● ABOUT THIS TASK:
From the records below, extract only the lines running from the line with "filename src/actions/status.rs" to the line with "pub fn status(config: &Config)", both lines included, reproducing them exactly.

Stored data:
= = =
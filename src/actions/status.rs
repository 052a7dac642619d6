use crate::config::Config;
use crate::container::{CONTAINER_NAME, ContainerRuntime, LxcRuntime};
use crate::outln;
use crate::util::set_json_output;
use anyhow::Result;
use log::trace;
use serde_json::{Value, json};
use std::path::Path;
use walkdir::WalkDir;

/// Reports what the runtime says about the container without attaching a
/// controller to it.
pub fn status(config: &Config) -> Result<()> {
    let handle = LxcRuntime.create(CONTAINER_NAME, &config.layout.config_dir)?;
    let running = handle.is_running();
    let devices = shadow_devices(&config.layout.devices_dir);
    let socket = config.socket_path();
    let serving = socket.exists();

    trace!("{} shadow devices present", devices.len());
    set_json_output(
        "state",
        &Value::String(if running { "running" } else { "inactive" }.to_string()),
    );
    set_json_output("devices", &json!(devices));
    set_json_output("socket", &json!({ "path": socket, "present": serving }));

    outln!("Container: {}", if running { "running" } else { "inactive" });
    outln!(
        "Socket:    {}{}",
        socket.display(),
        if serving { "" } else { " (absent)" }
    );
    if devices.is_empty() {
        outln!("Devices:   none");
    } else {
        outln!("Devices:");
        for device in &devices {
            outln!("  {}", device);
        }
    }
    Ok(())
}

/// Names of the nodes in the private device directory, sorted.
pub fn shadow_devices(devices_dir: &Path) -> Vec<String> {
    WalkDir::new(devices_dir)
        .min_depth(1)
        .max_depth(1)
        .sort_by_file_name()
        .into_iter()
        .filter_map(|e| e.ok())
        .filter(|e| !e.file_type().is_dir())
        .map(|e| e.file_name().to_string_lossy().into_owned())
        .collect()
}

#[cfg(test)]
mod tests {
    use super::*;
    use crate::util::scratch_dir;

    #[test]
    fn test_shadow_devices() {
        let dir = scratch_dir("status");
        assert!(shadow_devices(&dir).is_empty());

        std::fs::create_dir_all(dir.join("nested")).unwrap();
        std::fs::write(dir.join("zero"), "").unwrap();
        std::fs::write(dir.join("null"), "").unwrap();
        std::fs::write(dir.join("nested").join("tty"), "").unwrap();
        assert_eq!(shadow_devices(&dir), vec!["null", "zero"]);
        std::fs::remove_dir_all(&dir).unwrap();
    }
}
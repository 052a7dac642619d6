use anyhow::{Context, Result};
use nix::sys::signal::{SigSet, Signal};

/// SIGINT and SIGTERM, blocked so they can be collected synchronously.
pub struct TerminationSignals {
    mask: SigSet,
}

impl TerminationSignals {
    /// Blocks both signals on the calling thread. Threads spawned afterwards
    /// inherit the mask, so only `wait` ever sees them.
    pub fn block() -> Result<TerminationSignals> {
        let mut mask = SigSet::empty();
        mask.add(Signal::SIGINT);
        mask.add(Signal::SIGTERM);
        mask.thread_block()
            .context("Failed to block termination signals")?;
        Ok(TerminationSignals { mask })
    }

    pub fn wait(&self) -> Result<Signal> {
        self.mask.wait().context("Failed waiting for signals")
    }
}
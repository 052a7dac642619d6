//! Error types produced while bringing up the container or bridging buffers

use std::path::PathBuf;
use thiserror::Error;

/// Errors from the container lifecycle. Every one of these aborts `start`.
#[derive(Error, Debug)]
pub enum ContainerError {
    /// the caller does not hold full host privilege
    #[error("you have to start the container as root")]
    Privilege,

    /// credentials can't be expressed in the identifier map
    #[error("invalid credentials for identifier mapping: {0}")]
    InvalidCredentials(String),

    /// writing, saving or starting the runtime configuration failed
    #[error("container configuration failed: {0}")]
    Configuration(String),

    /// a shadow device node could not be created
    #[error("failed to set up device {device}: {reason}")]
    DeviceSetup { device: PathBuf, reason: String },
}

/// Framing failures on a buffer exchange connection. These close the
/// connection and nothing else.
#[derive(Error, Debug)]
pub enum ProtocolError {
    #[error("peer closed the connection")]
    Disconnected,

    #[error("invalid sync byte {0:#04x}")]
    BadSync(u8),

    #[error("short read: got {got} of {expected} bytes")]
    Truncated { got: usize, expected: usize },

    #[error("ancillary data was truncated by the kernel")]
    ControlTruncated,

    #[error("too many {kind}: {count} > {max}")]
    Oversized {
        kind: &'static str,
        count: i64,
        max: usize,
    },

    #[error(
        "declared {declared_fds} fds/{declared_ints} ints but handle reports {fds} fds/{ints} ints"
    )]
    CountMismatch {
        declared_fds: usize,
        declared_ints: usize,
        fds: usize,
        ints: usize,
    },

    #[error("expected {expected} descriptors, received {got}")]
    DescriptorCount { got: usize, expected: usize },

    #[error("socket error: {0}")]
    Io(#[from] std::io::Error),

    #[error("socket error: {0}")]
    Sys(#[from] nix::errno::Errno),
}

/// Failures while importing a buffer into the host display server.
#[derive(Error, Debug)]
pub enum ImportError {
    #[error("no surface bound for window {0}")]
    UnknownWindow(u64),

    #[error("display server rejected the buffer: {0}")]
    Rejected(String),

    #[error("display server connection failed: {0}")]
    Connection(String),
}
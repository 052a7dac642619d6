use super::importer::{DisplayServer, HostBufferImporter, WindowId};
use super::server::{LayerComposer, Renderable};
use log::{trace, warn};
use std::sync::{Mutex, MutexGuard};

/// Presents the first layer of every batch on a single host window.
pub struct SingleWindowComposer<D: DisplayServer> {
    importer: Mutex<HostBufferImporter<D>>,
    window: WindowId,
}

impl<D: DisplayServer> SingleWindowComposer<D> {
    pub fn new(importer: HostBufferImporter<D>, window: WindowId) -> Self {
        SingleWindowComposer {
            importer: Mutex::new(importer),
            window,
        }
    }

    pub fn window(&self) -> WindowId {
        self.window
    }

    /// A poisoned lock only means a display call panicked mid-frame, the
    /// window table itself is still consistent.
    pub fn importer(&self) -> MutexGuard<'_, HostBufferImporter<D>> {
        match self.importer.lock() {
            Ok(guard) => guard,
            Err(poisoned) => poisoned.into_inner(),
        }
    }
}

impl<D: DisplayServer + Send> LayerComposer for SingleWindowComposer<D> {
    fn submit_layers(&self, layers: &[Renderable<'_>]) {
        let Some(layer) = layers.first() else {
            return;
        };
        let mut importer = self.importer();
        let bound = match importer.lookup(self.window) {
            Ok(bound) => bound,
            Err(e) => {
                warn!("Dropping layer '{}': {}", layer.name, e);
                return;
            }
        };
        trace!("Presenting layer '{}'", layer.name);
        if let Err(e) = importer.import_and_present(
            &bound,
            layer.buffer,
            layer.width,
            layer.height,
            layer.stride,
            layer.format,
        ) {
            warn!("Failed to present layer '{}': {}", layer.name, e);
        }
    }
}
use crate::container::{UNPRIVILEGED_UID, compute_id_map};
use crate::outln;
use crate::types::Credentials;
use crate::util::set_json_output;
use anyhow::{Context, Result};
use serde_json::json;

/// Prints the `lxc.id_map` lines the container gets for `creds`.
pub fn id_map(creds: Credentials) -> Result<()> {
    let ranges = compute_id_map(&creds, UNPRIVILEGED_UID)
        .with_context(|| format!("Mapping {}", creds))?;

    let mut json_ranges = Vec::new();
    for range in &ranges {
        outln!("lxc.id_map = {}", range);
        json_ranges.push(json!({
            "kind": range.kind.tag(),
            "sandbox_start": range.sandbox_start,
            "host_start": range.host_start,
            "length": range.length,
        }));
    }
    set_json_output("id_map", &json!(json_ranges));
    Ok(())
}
= = =
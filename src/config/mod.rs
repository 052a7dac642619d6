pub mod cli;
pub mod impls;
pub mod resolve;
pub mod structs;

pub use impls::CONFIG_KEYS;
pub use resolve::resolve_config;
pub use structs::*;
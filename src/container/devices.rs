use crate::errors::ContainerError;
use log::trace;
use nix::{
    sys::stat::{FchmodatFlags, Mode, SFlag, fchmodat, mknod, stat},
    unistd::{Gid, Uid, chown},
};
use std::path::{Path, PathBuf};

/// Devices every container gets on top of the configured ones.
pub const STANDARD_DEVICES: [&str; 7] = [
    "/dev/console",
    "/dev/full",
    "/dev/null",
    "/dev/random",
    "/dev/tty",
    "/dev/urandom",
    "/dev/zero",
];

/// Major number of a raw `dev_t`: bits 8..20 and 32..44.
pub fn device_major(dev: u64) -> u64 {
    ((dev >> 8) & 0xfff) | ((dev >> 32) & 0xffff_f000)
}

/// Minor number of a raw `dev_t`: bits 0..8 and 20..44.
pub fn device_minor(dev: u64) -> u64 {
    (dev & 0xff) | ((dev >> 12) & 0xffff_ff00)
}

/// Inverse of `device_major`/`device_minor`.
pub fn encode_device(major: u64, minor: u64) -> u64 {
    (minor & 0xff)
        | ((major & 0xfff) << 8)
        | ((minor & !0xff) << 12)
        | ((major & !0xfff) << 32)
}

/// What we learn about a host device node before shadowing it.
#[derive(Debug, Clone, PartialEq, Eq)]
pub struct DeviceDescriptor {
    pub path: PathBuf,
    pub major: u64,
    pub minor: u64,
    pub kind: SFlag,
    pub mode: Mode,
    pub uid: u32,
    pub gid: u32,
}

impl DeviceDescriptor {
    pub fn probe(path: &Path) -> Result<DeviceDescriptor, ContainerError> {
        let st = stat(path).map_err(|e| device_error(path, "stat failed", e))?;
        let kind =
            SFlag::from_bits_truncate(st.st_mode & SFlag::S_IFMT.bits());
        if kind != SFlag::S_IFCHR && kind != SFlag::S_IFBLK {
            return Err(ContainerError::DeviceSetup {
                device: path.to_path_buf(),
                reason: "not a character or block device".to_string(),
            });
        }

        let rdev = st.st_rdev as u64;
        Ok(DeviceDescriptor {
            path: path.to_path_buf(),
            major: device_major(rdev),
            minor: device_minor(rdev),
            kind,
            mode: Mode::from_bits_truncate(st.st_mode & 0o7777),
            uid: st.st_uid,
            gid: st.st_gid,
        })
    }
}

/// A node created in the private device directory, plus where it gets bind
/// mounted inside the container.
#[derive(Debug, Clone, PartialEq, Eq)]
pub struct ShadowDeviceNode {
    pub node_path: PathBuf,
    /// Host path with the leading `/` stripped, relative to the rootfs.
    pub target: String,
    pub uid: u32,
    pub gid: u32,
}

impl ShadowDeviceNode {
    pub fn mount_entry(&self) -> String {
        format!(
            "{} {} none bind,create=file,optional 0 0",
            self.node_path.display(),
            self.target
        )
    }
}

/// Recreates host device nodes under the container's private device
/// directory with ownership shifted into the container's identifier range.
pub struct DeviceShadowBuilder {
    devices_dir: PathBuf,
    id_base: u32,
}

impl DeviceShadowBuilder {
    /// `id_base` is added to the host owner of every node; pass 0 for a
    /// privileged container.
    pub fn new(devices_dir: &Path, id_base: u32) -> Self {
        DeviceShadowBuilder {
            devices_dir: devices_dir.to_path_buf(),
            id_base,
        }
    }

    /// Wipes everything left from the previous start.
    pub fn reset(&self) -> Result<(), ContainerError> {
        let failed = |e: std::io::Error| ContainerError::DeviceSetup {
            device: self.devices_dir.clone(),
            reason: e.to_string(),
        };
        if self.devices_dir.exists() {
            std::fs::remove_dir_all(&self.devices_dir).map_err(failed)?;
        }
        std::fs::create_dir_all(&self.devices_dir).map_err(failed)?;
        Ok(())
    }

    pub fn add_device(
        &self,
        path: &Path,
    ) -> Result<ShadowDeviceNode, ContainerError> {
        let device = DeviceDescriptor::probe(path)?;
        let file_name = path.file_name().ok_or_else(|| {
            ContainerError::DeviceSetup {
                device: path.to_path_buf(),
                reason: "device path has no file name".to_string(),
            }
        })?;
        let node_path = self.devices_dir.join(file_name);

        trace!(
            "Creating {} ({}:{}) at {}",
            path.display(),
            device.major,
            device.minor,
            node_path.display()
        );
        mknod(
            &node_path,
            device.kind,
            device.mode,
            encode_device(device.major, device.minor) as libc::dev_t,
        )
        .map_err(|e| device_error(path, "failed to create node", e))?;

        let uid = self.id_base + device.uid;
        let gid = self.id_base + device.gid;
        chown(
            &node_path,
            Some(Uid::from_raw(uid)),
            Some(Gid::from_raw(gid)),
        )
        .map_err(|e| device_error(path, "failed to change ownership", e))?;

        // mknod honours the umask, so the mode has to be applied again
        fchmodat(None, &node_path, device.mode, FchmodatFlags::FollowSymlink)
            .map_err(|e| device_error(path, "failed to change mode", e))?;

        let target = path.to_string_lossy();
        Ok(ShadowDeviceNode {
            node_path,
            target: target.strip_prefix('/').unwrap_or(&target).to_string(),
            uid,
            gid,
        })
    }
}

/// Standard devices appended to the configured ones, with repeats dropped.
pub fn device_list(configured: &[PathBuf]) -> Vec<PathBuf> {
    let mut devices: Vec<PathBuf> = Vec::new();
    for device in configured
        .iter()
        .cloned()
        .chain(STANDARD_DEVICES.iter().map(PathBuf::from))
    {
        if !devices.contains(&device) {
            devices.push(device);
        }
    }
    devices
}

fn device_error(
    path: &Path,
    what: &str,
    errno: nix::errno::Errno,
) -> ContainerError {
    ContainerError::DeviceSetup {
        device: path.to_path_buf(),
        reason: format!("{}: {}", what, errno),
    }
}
= = =
● EXPECTED ANSWER:
filename src/actions/status.rs
repository 052a7dac642619d6
use crate::config::Config;
use crate::container::{CONTAINER_NAME, ContainerRuntime, LxcRuntime};
use crate::outln;
use crate::util::set_json_output;
use anyhow::Result;
use log::trace;
use serde_json::{Value, json};
use std::path::Path;
use walkdir::WalkDir;

/// Reports what the runtime says about the container without attaching a
/// controller to it.
pub fn status(config: &Config) -> Result<()> {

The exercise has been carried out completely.